BEGIN
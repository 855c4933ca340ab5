//! Ticket price list.

use serde::{Deserialize, Serialize};

use crate::counts::TicketCounts;
use crate::ticket::TicketType;

pub const ADULT_PRICE: u64 = 20;
pub const CHILD_PRICE: u64 = 10;
pub const INFANT_PRICE: u64 = 0;

/// Price per ticket type in whole currency units.
///
/// Immutable once built; the service is handed one at construction time.
#[derive(Debug, Copy, Clone, PartialEq, Eq, Serialize, Deserialize)]
#[serde(default)]
pub struct PriceTable {
    pub adult: u64,
    pub child: u64,
    pub infant: u64,
}

impl Default for PriceTable {
    fn default() -> Self {
        Self {
            adult: ADULT_PRICE,
            child: CHILD_PRICE,
            infant: INFANT_PRICE,
        }
    }
}

impl PriceTable {
    pub fn price(&self, ticket_type: TicketType) -> u64 {
        match ticket_type {
            TicketType::Adult => self.adult,
            TicketType::Child => self.child,
            TicketType::Infant => self.infant,
        }
    }

    /// Amount due for a set of tickets. Saturates instead of overflowing.
    pub fn amount_for(&self, counts: &TicketCounts) -> u64 {
        counts
            .iter()
            .map(|(ticket_type, count)| self.price(ticket_type).saturating_mul(count))
            .fold(0u64, u64::saturating_add)
    }
}

#[cfg(test)]
mod tests {
    use super::*;

    #[test]
    fn default_prices() {
        let prices = PriceTable::default();
        assert_eq!(prices.price(TicketType::Adult), 20);
        assert_eq!(prices.price(TicketType::Child), 10);
        assert_eq!(prices.price(TicketType::Infant), 0);
    }

    #[test]
    fn infants_are_free_regardless_of_count() {
        let counts = TicketCounts {
            adult: 11,
            child: 1,
            infant: 1,
        };
        assert_eq!(PriceTable::default().amount_for(&counts), 230);

        let counts = TicketCounts {
            adult: 10,
            child: 0,
            infant: 10,
        };
        assert_eq!(PriceTable::default().amount_for(&counts), 200);
    }

    #[test]
    fn partial_json_keeps_default_prices() {
        let prices: PriceTable = serde_json::from_str(r#"{"child": 12}"#).unwrap();
        assert_eq!(
            prices,
            PriceTable {
                adult: 20,
                child: 12,
                infant: 0
            }
        );
    }
}
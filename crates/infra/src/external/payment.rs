use cinema_core::AccountId;
use cinema_tickets::TicketPaymentService;

/// Payment gateway stand-in: always succeeds.
#[derive(Debug, Clone, Copy, Default)]
pub struct LoggingTicketPaymentService;

impl TicketPaymentService for LoggingTicketPaymentService {
    fn make_payment(&self, account_id: AccountId, amount: u64) -> anyhow::Result<()> {
        tracing::info!(account_id = account_id.get(), amount, "payment taken");
        Ok(())
    }
}
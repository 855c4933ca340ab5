//! Ticket purchase workflow: validate, reserve seats, take payment.

use serde::{Deserialize, Serialize};
use thiserror::Error;

use cinema_core::AccountId;

use crate::counts::TicketCounts;
use crate::error::PurchaseError;
use crate::prices::PriceTable;
use crate::ticket::{PurchaseOrder, TicketTypeRequest};
use crate::validator::PurchaseValidator;

/// External seat booking system.
pub trait SeatReservationService: Send + Sync {
    fn reserve_seat(&self, account_id: AccountId, seats: u64) -> anyhow::Result<()>;
}

/// External payment gateway.
pub trait TicketPaymentService: Send + Sync {
    fn make_payment(&self, account_id: AccountId, amount: u64) -> anyhow::Result<()>;
}

/// What a completed purchase did.
#[derive(Debug, Copy, Clone, PartialEq, Eq, Serialize, Deserialize)]
pub struct PurchaseSummary {
    pub account_id: AccountId,
    pub counts: TicketCounts,
    pub seats_reserved: u64,
    pub amount_paid: u64,
}

#[derive(Debug, Error)]
pub enum PurchaseTicketsError {
    #[error(transparent)]
    Invalid(#[from] PurchaseError),

    #[error("seat reservation failed: {0}")]
    SeatReservation(#[source] anyhow::Error),

    #[error("payment failed: {0}")]
    Payment(#[source] anyhow::Error),
}

impl PurchaseTicketsError {
    /// The rule violation, if the order itself was rejected.
    pub fn as_invalid(&self) -> Option<&PurchaseError> {
        match self {
            PurchaseTicketsError::Invalid(err) => Some(err),
            _ => None,
        }
    }
}

/// Runs purchases against a seat reservation and a payment collaborator.
///
/// Seats are reserved before payment is taken. There is no compensation: if
/// payment fails after a reservation, the error is returned as is.
pub struct TicketService<R, P> {
    validator: PurchaseValidator,
    prices: PriceTable,
    seats: R,
    payments: P,
}

impl<R, P> TicketService<R, P>
where
    R: SeatReservationService,
    P: TicketPaymentService,
{
    pub fn new(validator: PurchaseValidator, prices: PriceTable, seats: R, payments: P) -> Self {
        Self {
            validator,
            prices,
            seats,
            payments,
        }
    }

    /// Convenience wrapper for callers holding a plain account id and requests.
    pub fn purchase(
        &self,
        account_id: i64,
        requests: &[TicketTypeRequest],
    ) -> Result<PurchaseSummary, PurchaseTicketsError> {
        self.purchase_tickets(&PurchaseOrder::new(account_id, requests.iter().cloned()))
    }

    pub fn purchase_tickets(
        &self,
        order: &PurchaseOrder,
    ) -> Result<PurchaseSummary, PurchaseTicketsError> {
        tracing::debug!(account_id = ?order.account_id, "validating ticket purchase");

        let purchase = self.validator.validate(order).inspect_err(|err| {
            tracing::warn!(account_id = ?order.account_id, error = %err, "ticket purchase rejected");
        })?;

        let account_id = purchase.account_id();
        let counts = *purchase.counts();
        let seats_reserved = counts.seats_to_reserve();
        let amount_paid = self.prices.amount_for(&counts);

        self.seats
            .reserve_seat(account_id, seats_reserved)
            .map_err(PurchaseTicketsError::SeatReservation)?;
        self.payments
            .make_payment(account_id, amount_paid)
            .map_err(PurchaseTicketsError::Payment)?;

        tracing::info!(
            account_id = account_id.get(),
            seats = seats_reserved,
            amount = amount_paid,
            "tickets purchased"
        );

        Ok(PurchaseSummary {
            account_id,
            counts,
            seats_reserved,
            amount_paid,
        })
    }
}
//! Value object trait: equality by value, not identity.
//!
//! Value objects are domain objects that have **no identity** - they are defined entirely
//! by their attribute values. Two value objects with the same values are considered equal.

/// Marker trait for value objects.
///
/// Value objects are **immutable** and **compared by value**. A ticket request
/// for two adults is the same as any other ticket request for two adults; an
/// account, by contrast, is identified by its [`AccountId`](crate::AccountId).
///
/// To "modify" a value object, create a new one with the new values.
///
/// ```ignore
/// #[derive(Debug, Clone, PartialEq, Eq)]
/// struct Seats(u64);
///
/// impl ValueObject for Seats {}
///
/// assert_eq!(Seats(2), Seats(2)); // Equal by value, not identity
/// ```
pub trait ValueObject: Clone + PartialEq + core::fmt::Debug {}
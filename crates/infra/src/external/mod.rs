//! External service adapters.
//!
//! The real seat booking system and payment gateway live outside this
//! codebase. These stand-ins accept every call and record it in the log.

pub mod payment;
pub mod seat_reservation;

pub use payment::LoggingTicketPaymentService;
pub use seat_reservation::LoggingSeatReservationService;
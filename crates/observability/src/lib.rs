//! Tracing and logging (shared setup).

/// Initialize process-wide observability (tracing/logging).
///
/// This is safe to call multiple times; subsequent calls become no-ops.
pub fn init() {
    tracing::init();
}

/// Tracing configuration (filters, layers).
pub mod tracing;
END
**WORK INSTRUCTION**
Report back every line of the entries in which "ValueObject" occurs.

**ANSWER SPACE**
/// impl ValueObject for Seats {}
pub trait ValueObject: Clone + PartialEq + core::fmt::Debug {}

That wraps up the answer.